• _Prompt_
The answer should be an exact repeat of the stretch of material below from the line containing "pub fn generate_obstacles<R: Rng" through the line containing "let x = rng.gen_range(m..tuning.field_width".

►

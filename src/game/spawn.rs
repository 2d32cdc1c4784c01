//! Spawn placement and obstacle layout
//!
//! Placement never blocks: when the retry caps run out the best candidate
//! seen so far is accepted.

use rand::Rng;

use super::entity::Obstacle;
use super::geometry::dist_sq;
use super::rules::Tuning;

/// Point to keep away from, with the required separation
#[derive(Debug, Clone, Copy)]
pub struct Avoid {
    pub x: f32,
    pub y: f32,
    pub min_distance: f32,
}

/// Produces starting positions inside the field
pub struct SpawnPlanner<'a> {
    tuning: &'a Tuning,
    obstacles: &'a [Obstacle],
}

impl<'a> SpawnPlanner<'a> {
    pub fn new(tuning: &'a Tuning, obstacles: &'a [Obstacle]) -> Self {
        Self { tuning, obstacles }
    }

    /// Pick a position for an entity of `radius`, optionally away from a point
    pub fn place<R: Rng + ?Sized>(
        &self,
        rng: &mut R,
        radius: f32,
        avoid: Option<Avoid>,
    ) -> (f32, f32) {
        let Some(avoid) = avoid.filter(|a| a.min_distance > 0.0) else {
            return self.clear_candidate(rng, radius);
        };

        let min_sq = avoid.min_distance * avoid.min_distance;
        let mut best = self.clear_candidate(rng, radius);
        let mut best_sq = dist_sq(best.0, best.1, avoid.x, avoid.y);

        for _ in 1..self.tuning.spawn_distance_attempts.max(1) {
            if best_sq >= min_sq {
                break;
            }
            let candidate = self.clear_candidate(rng, radius);
            let candidate_sq = dist_sq(candidate.0, candidate.1, avoid.x, avoid.y);
            if candidate_sq > best_sq {
                best = candidate;
                best_sq = candidate_sq;
            }
        }

        best
    }

    /// Draw candidates until one misses every obstacle or the cap is reached
    fn clear_candidate<R: Rng + ?Sized>(&self, rng: &mut R, radius: f32) -> (f32, f32) {
        let mut candidate = self.draw(rng);
        if self.obstacles.is_empty() {
            return candidate;
        }

        for _ in 1..self.tuning.spawn_obstacle_attempts.max(1) {
            if !self.blocked(candidate, radius) {
                break;
            }
            candidate = self.draw(rng);
        }
        candidate
    }

    fn blocked(&self, (x, y): (f32, f32), radius: f32) -> bool {
        self.obstacles
            .iter()
            .any(|o| o.overlaps_circle(x, y, radius))
    }

    fn draw<R: Rng + ?Sized>(&self, rng: &mut R) -> (f32, f32) {
        let m = self.tuning.spawn_margin;
        let x = rng.gen_range(m..self.tuning.field_width - m);
        let y = rng.gen_range(m..self.tuning.field_height - m);
        (x, y)
    }
}

/// Generate a fresh obstacle layout for one match
pub fn generate_obstacles<R: Rng + ?Sized>(rng: &mut R, tuning: &Tuning) -> Vec<Obstacle> {
    // Keep a corridor wide enough for one entity between rectangles
    let gap = tuning.entity_radius * 2.0;
    let mut obstacles: Vec<Obstacle> = Vec::with_capacity(tuning.obstacle_count);

    for _ in 0..tuning.obstacle_count {
        let mut candidate = random_rect(rng, tuning);
        for _ in 1..tuning.spawn_obstacle_attempts {
            if !obstacles.iter().any(|o| o.expanded(gap).overlaps(&candidate)) {
                break;
            }
            candidate = random_rect(rng, tuning);
        }
        obstacles.push(candidate);
    }
    obstacles
}

fn random_rect<R: Rng + ?Sized>(rng: &mut R, tuning: &Tuning) -> Obstacle {
    let m = tuning.spawn_margin;
    let w = rng.gen_range(tuning.obstacle_min_size..tuning.obstacle_max_size);
    let h = rng.gen_range(tuning.obstacle_min_size..tuning.obstacle_max_size);
    let x = rng.gen_range(m..tuning.field_width - m - w);
    let y = rng.gen_range(m..tuning.field_height - m - h);
    Obstacle::new(x, y, w, h)
}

◄

• _Answer to this task_
pub fn generate_obstacles<R: Rng + ?Sized>(rng: &mut R, tuning: &Tuning) -> Vec<Obstacle> {
    // Keep a corridor wide enough for one entity between rectangles
    let gap = tuning.entity_radius * 2.0;
    let mut obstacles: Vec<Obstacle> = Vec::with_capacity(tuning.obstacle_count);

    for _ in 0..tuning.obstacle_count {
        let mut candidate = random_rect(rng, tuning);
        for _ in 1..tuning.spawn_obstacle_attempts {
            if !obstacles.iter().any(|o| o.expanded(gap).overlaps(&candidate)) {
                break;
            }
            candidate = random_rect(rng, tuning);
        }
        obstacles.push(candidate);
    }
    obstacles
}

fn random_rect<R: Rng + ?Sized>(rng: &mut R, tuning: &Tuning) -> Obstacle {
    let m = tuning.spawn_margin;
    let w = rng.gen_range(tuning.obstacle_min_size..tuning.obstacle_max_size);
    let h = rng.gen_range(tuning.obstacle_min_size..tuning.obstacle_max_size);
    let x = rng.gen_range(m..tuning.field_width - m - w);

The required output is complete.